The CLAUDE.md context-bloat. For two months I had been letting context bloat in the agent instructions file. Every observation, every edge case, every "remember to..." went into a single sprawling document the agents had to re-read on every invocation. By April 21 the file was 1,774 lines. Cutting it took an afternoon. The cost was that the slowdown had been gradual enough that I did not notice it until I looked at the file as a system, not as a list. The lesson: agent instruction files need the same discipline as code files. Refactor regularly. Reject the impulse to "just append a note." If you cannot summarize the rule in one line, you do not yet understand the rule.

What I gave up to get here

Three months ago I shipped 174 endpoints in Month 1. Then four in Month 2. Then a handful in Month 3. The user-visible surface of the product moved fast at first and slowed dramatically. If you measure by "what shipped that customers can see," Months 2 and 3 look slow.

I made that call deliberately. The codebase had reached the size at which the cost of every new feature was starting to compound. The choice was either to keep piling features on top of an architecture that was beginning to creak, or pause feature work, do the remediation, and ship the next feature batch into a sturdier substrate. There is no version of this that does not feel slow at the time.

The bet is that the second three months of JobIntel will be much faster because of the time spent in April and May not adding endpoints. I will know if that bet was right around the end of August.

What comes next

The first three months proved the platform can exist, survive its first round of feature-load, and start catching its own mistakes. The next three are about extending the platform to surface intelligence at the patterns the data can now support.

Q3 2026 technical roadmap: Extend international support to EUR (Europe), building on the India launch. Updated Chrome Extension. More extensive video tutorials. Native iOS support.
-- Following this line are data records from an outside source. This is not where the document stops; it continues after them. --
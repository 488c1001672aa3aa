//! # In-Memory Transport
//!
//! Records every byte written and replays scripted status answers. Clones
//! share the same state, so a test can keep one handle for inspection while
//! the driver owns another.
//!
//! Scripted answers ([`MemoryTransport::push_response`]) are still on their
//! way: a zero-timeout read does not see them. Bytes already sitting in the
//! input ([`MemoryTransport::push_received`]) are returned by any read
//! first.

use std::collections::VecDeque;
use std::sync::{Arc, Mutex, MutexGuard};
use std::time::Duration;

use async_trait::async_trait;

use super::Transport;
use crate::error::PrinterError;

#[derive(Debug, Default)]
struct State {
    written: Vec<u8>,
    responses: VecDeque<Vec<u8>>,
    received: VecDeque<Vec<u8>>,
    offline: bool,
    fail_writes: bool,
}

/// Shared in-memory printer endpoint
#[derive(Debug, Clone, Default)]
pub struct MemoryTransport {
    state: Arc<Mutex<State>>,
}

impl MemoryTransport {
    /// An online endpoint with no scripted answers
    pub fn new() -> Self {
        Self::default()
    }

    /// An endpoint that reports no printer attached
    pub fn offline() -> Self {
        let transport = Self::default();
        transport.lock().offline = true;
        transport
    }

    /// Queue an answer for the next `read`
    pub fn push_response(&self, bytes: impl Into<Vec<u8>>) {
        self.lock().responses.push_back(bytes.into());
    }

    /// Bytes that already arrived, e.g. an answer that came in late
    pub fn push_received(&self, bytes: impl Into<Vec<u8>>) {
        self.lock().received.push_back(bytes.into());
    }

    /// Everything written so far
    pub fn written(&self) -> Vec<u8> {
        self.lock().written.clone()
    }

    /// Everything written so far, clearing the record
    pub fn take_written(&self) -> Vec<u8> {
        std::mem::take(&mut self.lock().written)
    }

    /// Make subsequent writes fail (simulates a dropped link)
    pub fn set_fail_writes(&self, fail: bool) {
        self.lock().fail_writes = fail;
    }

    pub fn set_online(&self, online: bool) {
        self.lock().offline = !online;
    }

    fn lock(&self) -> MutexGuard<'_, State> {
        // A poisoned lock only means a test panicked mid-write; the bytes are still valid.
        self.state.lock().unwrap_or_else(|e| e.into_inner())
    }
}

#[async_trait]
impl Transport for MemoryTransport {
    async fn write_all(&mut self, data: &[u8]) -> Result<(), PrinterError> {
        let mut state = self.lock();
        if state.offline || state.fail_writes {
            return Err(PrinterError::Transport("write rejected by endpoint".to_string()));
        }
        state.written.extend_from_slice(data);
        Ok(())
    }

    async fn read(&mut self, timeout: Duration) -> Result<Vec<u8>, PrinterError> {
        let mut state = self.lock();
        if let Some(bytes) = state.received.pop_front() {
            return Ok(bytes);
        }
        if timeout.is_zero() {
            return Ok(Vec::new());
        }
        Ok(state.responses.pop_front().unwrap_or_default())
    }

    async fn is_online(&mut self) -> bool {
        !self.lock().offline
    }
}

#[cfg(test)]
mod tests {
    use super::*;

    #[tokio::test]
    async fn test_clones_share_state() {
        let handle = MemoryTransport::new();
        let mut sink = handle.clone();

        sink.write_all(&[1, 2]).await.unwrap();
        sink.write_all(&[3]).await.unwrap();
        assert_eq!(handle.written(), vec![1, 2, 3]);
        assert_eq!(handle.take_written(), vec![1, 2, 3]);
        assert!(handle.written().is_empty());
    }

    #[tokio::test]
    async fn test_scripted_responses() {
        let mut transport = MemoryTransport::new();
        transport.push_response(vec![0x12]);
        transport.push_response(b"_V2\0".to_vec());

        let timeout = Duration::from_millis(10);
        assert_eq!(transport.read(timeout).await.unwrap(), vec![0x12]);
        assert_eq!(transport.read(timeout).await.unwrap(), b"_V2\0".to_vec());
        assert!(transport.read(timeout).await.unwrap().is_empty());
    }

    #[tokio::test]
    async fn test_zero_timeout_sees_only_received_bytes() {
        let mut transport = MemoryTransport::new();
        transport.push_response(vec![0x12]);
        transport.push_received(vec![0x16]);

        assert_eq!(transport.read(Duration::ZERO).await.unwrap(), vec![0x16]);
        assert!(transport.read(Duration::ZERO).await.unwrap().is_empty());
        assert_eq!(transport.read(Duration::from_millis(10)).await.unwrap(), vec![0x12]);
    }

    #[tokio::test]
    async fn test_offline_and_failing() {
        let mut transport = MemoryTransport::offline();
        assert!(!transport.is_online().await);
        assert!(transport.write_all(b"x").await.is_err());

        transport.set_online(true);
        assert!(transport.is_online().await);
        transport.set_fail_writes(true);
        assert!(transport.write_all(b"x").await.is_err());
        assert!(transport.written().is_empty());
    }
}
The platform-data report I had originally scheduled for early May is on hold until the dataset reaches a size that supports honest analysis. More to come.

The simple truth

Three months in, the hypothesis holds. The 8-agent development framework I described in "I Built an Entire SaaS Platform Using AI" absorbed a quadrupling of the codebase, two coordinated architecture-remediation waves, a new international market, and a meta-overhaul of how the build itself runs - without an outage and without an incident that reached real users. Month 1 was about proving the system could exist. Month 2 was about proving it could harden under load. Month 3 was about proving it could start catching its own mistakes.

The thing I would not have predicted on launch day, when I was eighteen hours into shipping seven hotfix patches, was how fast the work would shift from "agents help me write code" to "agents do the meta-work I used to do by hand." That is not a shortcut. It is a different kind of leverage, and it is what made the architecture work in Month 2 and the gate work in Month 3 possible at all. No solo founder is closing 80 tickets in a single session by hand.

Three months in, the work changed twice. That is exactly the right thing to have happened.